Another significant infrastructure development is that the phylogenetic annotations now refer to stable tree node identifiers, rather than identifiers that vary between releases of the phylogenetic annotations. This development has been published (http://www.ncbi.nlm.nih.gov/pubmed/23193289), and will make maintenance of the phylogenetic annotations more robust and efficient.

In addition, we have made additional enhancements to the PAINT software for phylogenetic annotation (http://www.ncbi.nlm.nih.gov/pubmed/21873635), which further increase the efficiency of the phylogenetic curation process.

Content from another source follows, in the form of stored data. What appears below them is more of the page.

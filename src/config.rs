use config::{Config, ConfigError, Environment, File};
use serde::Deserialize;
use std::env;
use std::path::Path;
use thiserror::Error;
use tracing::{error, info};
use validator::Validate;

/// Default values for configuration
const DEFAULT_LOG_LEVEL: &str = "info";
const DEFAULT_ENV: &str = "development";
const DEFAULT_PORT: u16 = 8080;
const CONFIG_DIR: &str = "config";
const DEFAULT_EVENT_CHANNEL_CAPACITY: usize = 1024;
const DEFAULT_IDEMPOTENCY_TTL_SECS: u64 = 600;

/// Application configuration structure with validation
#[derive(Clone, Debug, Deserialize, Validate)]
#[serde(deny_unknown_fields)]
pub struct AppConfig {
    /// Database connection URL
    pub database_url: String,

    /// Server host address
    pub host: String,

    /// Server port (1024-65535)
    #[serde(default = "default_port")]
    #[validate(range(min = 1024, max = 65535))]
    pub port: u16,

    /// Application environment
    pub environment: String,

    /// Logging level
    #[serde(default = "default_log_level")]
    pub log_level: String,

    /// Log in JSON format (structured logging)
    #[serde(default)]
    pub log_json: bool,

    /// Whether to run database migrations on startup
    #[serde(default)]
    pub auto_migrate: bool,

    /// CORS: comma-separated list of allowed origins; empty means permissive
    /// CORS in development and a hard startup error elsewhere
    #[serde(default)]
    pub cors_allowed_origins: Option<String>,

    /// Maximum number of database connections
    #[serde(default = "default_db_max_connections")]
    pub db_max_connections: u32,

    /// Minimum number of database connections
    #[serde(default = "default_db_min_connections")]
    pub db_min_connections: u32,

    /// Database connect timeout in seconds
    #[serde(default = "default_db_connect_timeout_secs")]
    pub db_connect_timeout_secs: u64,

    /// Database idle timeout in seconds
    #[serde(default = "default_db_idle_timeout_secs")]
    pub db_idle_timeout_secs: u64,

    /// Database acquire timeout in seconds
    #[serde(default = "default_db_acquire_timeout_secs")]
    pub db_acquire_timeout_secs: u64,

    /// Capacity of the domain event channel
    #[serde(default = "default_event_channel_capacity")]
    pub event_channel_capacity: usize,

    /// TTL for idempotency-key replay entries, in seconds
    #[serde(default = "default_idempotency_ttl_secs")]
    pub idempotency_ttl_secs: u64,
}

impl AppConfig {
    /// Construct a configuration directly; used by tests and tools that
    /// bypass file/environment loading.
    pub fn new(
        database_url: String,
        host: String,
        port: u16,
        environment: String,
    ) -> Self {
        Self {
            database_url,
            host,
            port,
            environment,
            log_level: DEFAULT_LOG_LEVEL.to_string(),
            log_json: false,
            auto_migrate: false,
            cors_allowed_origins: None,
            db_max_connections: default_db_max_connections(),
            db_min_connections: default_db_min_connections(),
            db_connect_timeout_secs: default_db_connect_timeout_secs(),
            db_idle_timeout_secs: default_db_idle_timeout_secs(),
            db_acquire_timeout_secs: default_db_acquire_timeout_secs(),
            event_channel_capacity: DEFAULT_EVENT_CHANNEL_CAPACITY,
            idempotency_ttl_secs: DEFAULT_IDEMPOTENCY_TTL_SECS,
        }
    }

    pub fn log_level(&self) -> &str {
        &self.log_level
    }

    pub fn is_development(&self) -> bool {
        matches!(self.environment.as_str(), "development" | "dev" | "test")
    }
}

fn default_log_level() -> String {
    DEFAULT_LOG_LEVEL.to_string()
}

fn default_port() -> u16 {
    DEFAULT_PORT
}

fn default_db_max_connections() -> u32 {
    10
}

fn default_db_min_connections() -> u32 {
    1
}

fn default_db_connect_timeout_secs() -> u64 {
    30
}

fn default_db_idle_timeout_secs() -> u64 {
    600
}

fn default_db_acquire_timeout_secs() -> u64 {
    8
}

fn default_event_channel_capacity() -> usize {
    DEFAULT_EVENT_CHANNEL_CAPACITY
}

fn default_idempotency_ttl_secs() -> u64 {
    DEFAULT_IDEMPOTENCY_TTL_SECS
}

#[derive(Debug, Error)]
pub enum AppConfigError {
    #[error("failed to load configuration: {0}")]
    Load(#[from] ConfigError),
    #[error("configuration validation failed: {0}")]
    Validation(#[from] validator::ValidationErrors),
}

/// Loads configuration from built-in defaults, optional files under
/// `config/`, and `APP__*` environment variables (later sources win).
pub fn load_config() -> Result<AppConfig, AppConfigError> {
    // Support both RUN_ENV and APP_ENV for selecting the config profile
    let run_env = env::var("RUN_ENV")
        .or_else(|_| env::var("APP_ENV"))
        .unwrap_or_else(|_| DEFAULT_ENV.to_string());
    info!("Loading configuration for environment: {}", run_env);

    if !Path::new(CONFIG_DIR).exists() {
        info!(
            "Config directory '{}' not found; relying on built-in defaults and environment variables",
            CONFIG_DIR
        );
    }

    let builder = Config::builder()
        .set_default("database_url", "sqlite://warehouse.db?mode=rwc")?
        .set_default("host", "0.0.0.0")?
        .set_default("port", DEFAULT_PORT as i64)?
        .set_default("environment", DEFAULT_ENV)?
        .set_default("log_level", DEFAULT_LOG_LEVEL)?
        .set_default("log_json", false)?
        .add_source(File::with_name(&format!("{}/default", CONFIG_DIR)).required(false))
        .add_source(File::with_name(&format!("{}/{}", CONFIG_DIR, run_env)).required(false));

    let config = builder
        .add_source(Environment::with_prefix("APP").separator("__"))
        .build()?;

    let app_config: AppConfig = config.try_deserialize()?;

    app_config.validate().map_err(|e| {
        error!("Configuration validation failed: {:?}", e);
        AppConfigError::Validation(e)
    })?;

    info!("Configuration loaded successfully");
    Ok(app_config)
}

/// Initializes the global tracing subscriber.
pub fn init_tracing(level: &str, json: bool) {
    use tracing_subscriber::fmt;

    let default_directive = format!("warehouse_api={},tower_http=debug", level);
    let filter_directive = env::var("RUST_LOG")
        .ok()
        .filter(|s| !s.trim().is_empty())
        .unwrap_or(default_directive);

    if json {
        let _ = fmt().with_env_filter(filter_directive).json().try_init();
    } else {
        let _ = fmt().with_env_filter(filter_directive).try_init();
    }
}

#[cfg(test)]
mod tests {
    use super::*;

    #[test]
    fn direct_construction_applies_defaults() {
        let cfg = AppConfig::new(
            "sqlite::memory:".to_string(),
            "127.0.0.1".to_string(),
            18080,
            "test".to_string(),
        );

        assert_eq!(cfg.db_max_connections, 10);
        assert_eq!(cfg.idempotency_ttl_secs, 600);
        assert!(!cfg.auto_migrate);
        assert!(cfg.is_development());
    }
}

The actual accumulation of phylogenetically-based annotations is just beginning. As of this report, there are phylogenetic annotations for 84 gene families, out of a projected 4000 families targeted for the 5 year funding period. This amounts to approximately 2% progress, somewhat short of the 6% we had projected for this time period. This was due to an accelerated focus on infrastructure as described above, as well as a cutback of 1FTE curator on this aim due to project budget cuts. Importantly, though, we have met the main goal of curator training, having just held a 4-day workshop in PAINT curation (http://wiki.geneontology.org/index.php/2012_PAINT_workshop_Logistics), during which 6 curators from different model organism database groups were trained as part-time phylogenetic curators. The work of these curators has been reviewed and approved for consistency, and adherence to guidelines. In addition, several new features to the PAINT software were implemented in response to requests by these new curators, including visual cues for finding gene duplications in phylogenetic trees, and for focusing on the annotations that have the most potential for integration across related genes.